In the event a dispute is pending before a conciliation officer, arbitrator, or Tribunal, the employer cannot alter conditions of service connected with that dispute to the prejudice of workers, even after giving notice, without the express written permission of the relevant authority.
- What is the significance of the Industrial Relations (Central) Rules, 2026, and what are their key provisions?
The IR Rules, replace the Industrial Disputes (Central) Rules, 1957 and the Industrial Employment (Standing Orders) Central Rules, 1946.
Key provisions of the IR Rules relevant to employers include:
- Settlements: The form and process for settlements reached during and outside conciliation proceedings are laid down in the IR Rules.
- Works Committee: Detailed rules for constitution, election process, qualifications of members, meetings, and dissolution of the committee.
- Grievance Redressal Committee: Guidelines for choosing members, application process for aggrieved workers, and reference to conciliation.
- Negotiating Union/Council Recognition: The IR Rules lay down the matters for negotiation between the negotiating union/ council and employers as well as the criteria for the recognition process, verification, tenure, and facilities to be provided to members of Trade Unions.
- Standing Orders: Guidelines for forwarding information regarding adoption of model standing orders, certification process, authentication, displaying standing orders, and register maintenance.
- Matters for negotiation: The IR Rules enumerate the matters on which the negotiating union/council can negotiate with the employer, covering wages, hours of work, leave, safety, welfare, and other service conditions.
- Forms: The IR Rules specify the prescribed forms for giving notices of changes in conditions of service, retrenchment and intended closure.
- What is the Works Committee and the Grievance Redressal Committee, when are they established and what are the employer’s obligations in relation to them?

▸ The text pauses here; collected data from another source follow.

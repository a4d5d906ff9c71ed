//! Dynamic statement construction for the books table
//!
//! Statement text is assembled only from the fixed column list below; caller
//! input travels exclusively through bound parameters.

use sqlx::query::Query;
use sqlx::sqlite::{Sqlite, SqliteArguments};

use crate::models::book::BookUpdate;

/// Catalog column order. Row-mapping queries select exactly this list.
pub const BOOK_COLUMNS: &str = "id, title, author, publication_year, status, category, rating";

/// An ordered parameter for a dynamically built statement.
#[derive(Debug, Clone, PartialEq, Eq)]
pub enum SqlParam {
    Int(i64),
    Text(String),
}

/// Bind parameters to a query in list order.
pub fn bind_params<'q>(
    mut query: Query<'q, Sqlite, SqliteArguments<'q>>,
    params: &'q [SqlParam],
) -> Query<'q, Sqlite, SqliteArguments<'q>> {
    for param in params {
        query = match param {
            SqlParam::Int(v) => query.bind(*v),
            SqlParam::Text(v) => query.bind(v.as_str()),
        };
    }
    query
}

/// Build a partial `UPDATE books SET ... WHERE id = ?` statement.
///
/// Only supplied columns appear, in the fixed order title, author,
/// publication_year, status, category, rating; the row id is always the
/// last bound parameter. Returns `None` when no field is supplied, in which
/// case nothing must be executed.
pub fn build_update(id: i64, update: &BookUpdate) -> Option<(String, Vec<SqlParam>)> {
    let mut assignments: Vec<&'static str> = Vec::new();
    let mut params: Vec<SqlParam> = Vec::new();

    if let Some(ref title) = update.title {
        assignments.push("title = ?");
        params.push(SqlParam::Text(title.clone()));
    }
    if let Some(ref author) = update.author {
        assignments.push("author = ?");
        params.push(SqlParam::Text(author.clone()));
    }
    if let Some(publication_year) = update.publication_year {
        assignments.push("publication_year = ?");
        params.push(SqlParam::Int(publication_year));
    }
    if let Some(ref status) = update.status {
        assignments.push("status = ?");
        params.push(SqlParam::Text(status.clone()));
    }
    if let Some(ref category) = update.category {
        assignments.push("category = ?");
        params.push(SqlParam::Text(category.clone()));
    }
    if let Some(rating) = update.rating {
        assignments.push("rating = ?");
        params.push(SqlParam::Int(rating));
    }

    if assignments.is_empty() {
        return None;
    }

    params.push(SqlParam::Int(id));
    let sql = format!(
        "UPDATE books SET {} WHERE id = ?",
        assignments.join(", ")
    );
    Some((sql, params))
}

/// `?, ?, ...` placeholder list for an IN clause of `count` elements.
pub fn in_placeholders(count: usize) -> String {
    vec!["?"; count].join(", ")
}

#[cfg(test)]
mod tests {
    use super::*;

    #[test]
    fn update_contains_only_supplied_columns_in_fixed_order() {
        let update = BookUpdate {
            rating: Some(4),
            title: Some("Dune".to_string()),
            ..Default::default()
        };
        let (sql, params) = build_update(7, &update).unwrap();

        assert_eq!(sql, "UPDATE books SET title = ?, rating = ? WHERE id = ?");
        assert_eq!(
            params,
            vec![
                SqlParam::Text("Dune".to_string()),
                SqlParam::Int(4),
                SqlParam::Int(7),
            ]
        );
    }

    #[test]
    fn update_id_is_always_the_last_parameter() {
        let update = BookUpdate {
            author: Some("Herbert".to_string()),
            status: Some("AV".to_string()),
            ..Default::default()
        };
        let (_, params) = build_update(42, &update).unwrap();
        assert_eq!(params.last(), Some(&SqlParam::Int(42)));
    }

    #[test]
    fn zero_valued_rating_is_a_real_update() {
        let update = BookUpdate {
            rating: Some(0),
            ..Default::default()
        };
        let (sql, params) = build_update(1, &update).unwrap();
        assert_eq!(sql, "UPDATE books SET rating = ? WHERE id = ?");
        assert_eq!(params, vec![SqlParam::Int(0), SqlParam::Int(1)]);
    }

    #[test]
    fn empty_string_title_is_a_real_update() {
        let update = BookUpdate {
            title: Some(String::new()),
            ..Default::default()
        };
        let (sql, _) = build_update(1, &update).unwrap();
        assert_eq!(sql, "UPDATE books SET title = ? WHERE id = ?");
    }

    #[test]
    fn no_supplied_fields_builds_nothing() {
        assert!(build_update(1, &BookUpdate::default()).is_none());
    }

    #[test]
    fn all_fields_cover_the_full_allow_list() {
        let update = BookUpdate {
            title: Some("t".into()),
            author: Some("a".into()),
            publication_year: Some(1999),
            status: Some("AV".into()),
            category: Some("c".into()),
            rating: Some(5),
        };
        let (sql, params) = build_update(3, &update).unwrap();
        assert_eq!(
            sql,
            "UPDATE books SET title = ?, author = ?, publication_year = ?, \
             status = ?, category = ?, rating = ? WHERE id = ?"
        );
        assert_eq!(params.len(), 7);
    }

    #[test]
    fn in_placeholders_matches_count() {
        assert_eq!(in_placeholders(1), "?");
        assert_eq!(in_placeholders(3), "?, ?, ?");
    }
}
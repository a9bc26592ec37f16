//! 프레임/영역 모델.
//!
//! 뷰파인더 가이드 영역, 소스 프레임 픽셀 영역, 캡처 산출물 메타데이터를
//! 정의한다.

use base64::{engine::general_purpose::STANDARD as B64, Engine};
use chrono::{DateTime, Utc};
use serde::{Deserialize, Serialize};
use uuid::Uuid;

/// 뷰파인더 가이드 영역 — 화면(컨테이너) 좌표계
///
/// UI 렌더러가 매 틱 공급한다. 아직 레이아웃되지 않았으면 공급자가
/// `None`을 반환하므로 이 구조체는 항상 측정 완료 상태를 의미한다.
#[derive(Debug, Clone, Copy, PartialEq, Serialize, Deserialize)]
pub struct GuideRegion {
    /// 가이드 사각형 좌상단 x (컨테이너 좌표)
    pub x: f64,
    /// 가이드 사각형 좌상단 y (컨테이너 좌표)
    pub y: f64,
    /// 가이드 사각형 너비
    pub w: f64,
    /// 가이드 사각형 높이
    pub h: f64,
    /// 표시 컨테이너 너비
    pub container_w: f64,
    /// 표시 컨테이너 높이
    pub container_h: f64,
}

/// 소스 프레임 내 픽셀 영역 (ROI)
///
/// 항상 소스 프레임 경계 안에 완전히 포함되며 `w, h >= 1`을 만족한다.
#[derive(Debug, Clone, Copy, PartialEq, Eq, Serialize, Deserialize)]
pub struct PixelRegion {
    pub x: u32,
    pub y: u32,
    pub w: u32,
    pub h: u32,
}

impl PixelRegion {
    /// 너비/높이 비율
    pub fn aspect_ratio(&self) -> f64 {
        f64::from(self.w) / f64::from(self.h)
    }

    /// 영역이 주어진 프레임 치수 안에 완전히 포함되는지 여부
    pub fn fits_within(&self, frame_w: u32, frame_h: u32) -> bool {
        self.w >= 1
            && self.h >= 1
            && self.x.checked_add(self.w).is_some_and(|r| r <= frame_w)
            && self.y.checked_add(self.h).is_some_and(|b| b <= frame_h)
    }
}

/// 캡처 산출물 메타데이터
#[derive(Debug, Clone, Serialize, Deserialize)]
pub struct FrameMetadata {
    /// 캡처 식별자
    pub capture_id: Uuid,
    /// 캡처를 생성한 세션 식별자
    pub session_id: Uuid,
    /// 캡처 시각
    pub timestamp: DateTime<Utc>,
    /// 소스 프레임 원본 해상도 (width, height)
    pub resolution: (u32, u32),
}

/// 캡처 산출물 — 트리거당 정확히 1개 생성, 불변으로 소비자에게 전달
#[derive(Debug, Clone, Serialize, Deserialize)]
pub struct CaptureArtifact {
    /// 인코딩된 이미지 바이트
    #[serde(with = "serde_bytes_b64")]
    pub data: Vec<u8>,
    /// 이미지 포맷 (예: "webp")
    pub format: String,
    /// 원본 프레임에서 잘라낸 픽셀 영역
    pub region: PixelRegion,
    /// 캡처 메타데이터
    pub metadata: FrameMetadata,
}

impl CaptureArtifact {
    /// 전송용 Base64 문자열 반환
    pub fn to_base64(&self) -> String {
        B64.encode(&self.data)
    }
}

/// 이미지 바이트를 JSON에서 Base64 문자열로 직렬화
mod serde_bytes_b64 {
    use base64::{engine::general_purpose::STANDARD as B64, Engine};
    use serde::{Deserialize, Deserializer, Serializer};

    pub fn serialize<S: Serializer>(bytes: &[u8], serializer: S) -> Result<S::Ok, S::Error> {
        serializer.serialize_str(&B64.encode(bytes))
    }

    pub fn deserialize<'de, D: Deserializer<'de>>(deserializer: D) -> Result<Vec<u8>, D::Error> {
        let s = String::deserialize(deserializer)?;
        B64.decode(s).map_err(serde::de::Error::custom)
    }
}
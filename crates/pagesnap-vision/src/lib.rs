//! PAGESNAP 비전 파이프라인.
//!
//! 뷰파인더 프레임의 품질을 평가해 자동 캡처를 판정하는 모듈 집합이다.
//! 입력은 전체 해상도 프레임과 화면 좌표 가이드 사각형, 출력은 틱별
//! 판정 보고서와 (발동 시) WebP 캡처 산출물이다.
//!
//! - [`geometry`]: 가이드 사각형 → 프레임 픽셀 영역 역변환
//! - [`sampler`]: ROI 다운샘플링 + BT.601 휘도 버퍼
//! - [`analysis`]: 선명도/밝기/에지/움직임 메트릭
//! - [`diagnostics`]: 불합격 사유 투영
//! - [`gate`]: 연속 합격 디바운스 상태 머신
//! - [`extractor`]: 캡처 영역 WebP 인코딩
//! - [`session`]: 위 전부를 묶는 틱 오케스트레이터

pub mod analysis;
pub mod diagnostics;
pub mod extractor;
pub mod gate;
pub mod geometry;
pub mod sampler;
pub mod session;

pub use extractor::{FrameExtractor, WebpExtractor};
pub use gate::{CaptureGate, GateAction, GatePhase};
pub use sampler::LumaBuffer;
pub use session::{CaptureSession, FrameSource, TickReport, TickStatus};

In accordance with Section 3 of the IRC, the appropriate Government may, by general or special order, require the employer of an industrial establishment employing 100 (one hundred) or more workers to constitute a Works Committee which shall include representatives of both the employer and workers.
The Works Committee’s duty is to promote measures for securing and preserving amity and good relations between the employer and workers, comment on matters of common interest or concern, and attempt to resolve material differences of opinion.
In accordance with Section 4 of the IRC, every industrial establishment employing 20 (twenty) or more workers must have one or more Grievance Redressal Committees, with equal numbers of employer and worker representatives for the purpose of resolving disputes arising out of individual grievances. Workers may file applications within 1 (one) year of the cause of action.
The employer is responsible for constituting both these bodies and for facilitating the election/nomination of worker representatives. Failure to constitute these bodies could result in penalties under the general non-compliance provision of the IRC (fine up to INR 1 lakh)
- What are the rights of workers when the ownership or management of an establishment is transferred to a new employer?
Where the ownership or management of an establishment is transferred, whether by agreement or by operation of law, every worker who has completed at least 1 (one) year of continuous service immediately before such transfer is entitled to notice and compensation, as if the worker had been retrenched. However, such compensation is not payable where:
- the worker’s service remains uninterrupted after the transfer;
- the terms and conditions of service after the transfer are not less favourable than those applicable before the transfer; and
- the new employer is legally liable to pay retrenchment compensation in the future by treating the worker’s service as continuous and uninterrupted.